Folha - Qual a importância de
uma reforma tributária para as
questões ambientais?
Roberto Smeraldi - A reforma é
muito importante para o ambiente, e o ambiente é uma grande
oportunidade para a reforma.
Nós temos avançado muito no arcabouço legislativo da área ambiental, mas nossos instrumentos
ainda se limitam ao comando e ao
controle. Eles não premiam nem
punem comportamentos, eles
não direcionam o cidadão para o
que é mais interessante para a sociedade como um todo. Os instrumentos econômicos, dentre os
quais os instrumentos tributários,
talvez sejam os mais efetivos: podem contribuir muito para que a
política ambiental passe do mero
comando e controle para uma política mais seletiva e norteadora.
Folha - E o inverso? De que forma
o ambiente pode ajudar numa reforma tributária?
Smeraldi - O governo não quer
abrir mão da sua arrecadação, e o
pessoal da avenida Paulista não
quer que aumente a carga tributária. Para não aumentar nem baixar, você tem a opção de deixar
tudo como está ou de reorientar a
carga tributária. Há uma coisa sobre a qual concordamos todos: a
folha de salários deve ser desonerada. Mas, para ela ser desonerada, alguma coisa vai ter de ser
onerada. Temos aí um aliado,
porque os recursos [naturais] não
são tributados e, portanto, podem
passar a ser tributados. Há ótimas
oportunidades nos recursos não-renováveis [petróleo, carvão mineral, minérios]. Outra área é tudo aquilo que constitui resíduo
não-reciclável ou não-reciclado.
Folha - E, na prática, como está a
atual proposta de reforma tributária em relação ao ambiente?
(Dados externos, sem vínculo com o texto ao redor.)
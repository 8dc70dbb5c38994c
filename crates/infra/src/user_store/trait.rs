use async_trait::async_trait;
use thiserror::Error;

use userbook_core::{User, UserDraft, UserId};

use super::context::StoreContext;

pub type StoreResult<T> = Result<T, StoreError>;

/// Store operation error.
///
/// Callers are expected to distinguish only [`StoreError::NotFound`] from
/// everything else; the other variants exist for logging.
#[derive(Debug, Error)]
pub enum StoreError {
    #[error("user not found")]
    NotFound,

    #[error("deadline exceeded during {0}")]
    DeadlineExceeded(&'static str),

    #[error("store backend failure: {0}")]
    Backend(String),
}

impl StoreError {
    pub fn is_not_found(&self) -> bool {
        matches!(self, Self::NotFound)
    }
}

/// Persistence capability for users.
///
/// ## Semantics
///
/// - `create` assigns a fresh id; ids are never reused, even after delete.
/// - `get_by_id`, `update` and `delete` fail with `NotFound` when no row
///   matches the id.
/// - `update` replaces `name` and `date_of_birth` in place; `id` is untouched.
/// - `list` returns every user ordered by id (empty store → empty vec).
///
/// Every call takes the request's [`StoreContext`]; implementations must give
/// up with `DeadlineExceeded` once its deadline has passed. No operation
/// retries.
#[async_trait]
pub trait UserStore: Send + Sync {
    async fn create(&self, ctx: &StoreContext, draft: &UserDraft) -> StoreResult<User>;

    async fn get_by_id(&self, ctx: &StoreContext, id: UserId) -> StoreResult<User>;

    async fn update(&self, ctx: &StoreContext, id: UserId, draft: &UserDraft) -> StoreResult<User>;

    async fn delete(&self, ctx: &StoreContext, id: UserId) -> StoreResult<()>;

    async fn list(&self, ctx: &StoreContext) -> StoreResult<Vec<User>>;
}
//! User persistence boundary.
//!
//! Handlers only see [`UserStore`]; production wires [`PostgresUserStore`],
//! tests and local runs wire [`InMemoryUserStore`].

pub mod context;
pub mod in_memory;
pub mod postgres;
pub mod r#trait;

pub use context::StoreContext;
pub use in_memory::InMemoryUserStore;
pub use postgres::PostgresUserStore;
pub use r#trait::{StoreError, StoreResult, UserStore};
//! Age-from-date-of-birth.

use chrono::{Datelike, NaiveDate};

/// Number of completed birthday anniversaries between `dob` and `today`.
///
/// Subtracts year numbers, then takes one more off when `today` falls before
/// the birth month/day. A 29 February birthday completes on 1 March in
/// non-leap years.
///
/// A `dob` after `today` yields zero or a negative value; callers accept it
/// as-is (dates of birth in the future are not rejected).
pub fn age_on(dob: NaiveDate, today: NaiveDate) -> i32 {
    let mut years = today.year() - dob.year();
    if (today.month(), today.day()) < (dob.month(), dob.day()) {
        years -= 1;
    }
    years
}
Smeraldi - Entre os princípios
gerais da ordem econômica, na
Constituição, está o ambiental. Isso dá um lastro para qualquer tipo de medida que possa ser tomada em nível infraconstitucional.
Agora, estabelecer que o ambiente é um dos grandes princípios
norteadores do ordenamento
econômico e não traduzir isso em
nem sequer um critério ambiental
para um dos impostos que existem é realmente uma contradição. Você coloca a questão lá em
cima, mas esquece o princípio na
hora em que você discute a prática. Um ponto positivo, mas extremamente específico, é o que
acrescenta que desastres ambientais possam justificar empréstimos compulsórios federais.
Folha - E os pontos negativos?
Smeraldi - Um deles é a questão
do ICMS ecológico, que é um mecanismo bem-sucedido, aplicado
hoje em 12 Estados [inclusive em
São Paulo]. Ele remunera com
uma parcela a mais do Fundo de
Participação dos Municípios as
cidades que têm unidades de conservação em proporção significativa do seu território. O que ocorre é que esse mecanismo, daqui a
cinco, seis anos, será alterado, e os
Estados não terão mais a discricionariedade de alocar os recursos por lei própria. Eles não poderão mais estabelecer mecanismos
de vantagem para determinados
municípios. A regulamentação de
um novo mecanismo será feita
por lei específica. E a nova lei poderá estabelecer qualquer mecanismo. Você troca o certo pelo
duvidoso.
Folha - E qual o problema em relação ao Imposto Territorial Rural?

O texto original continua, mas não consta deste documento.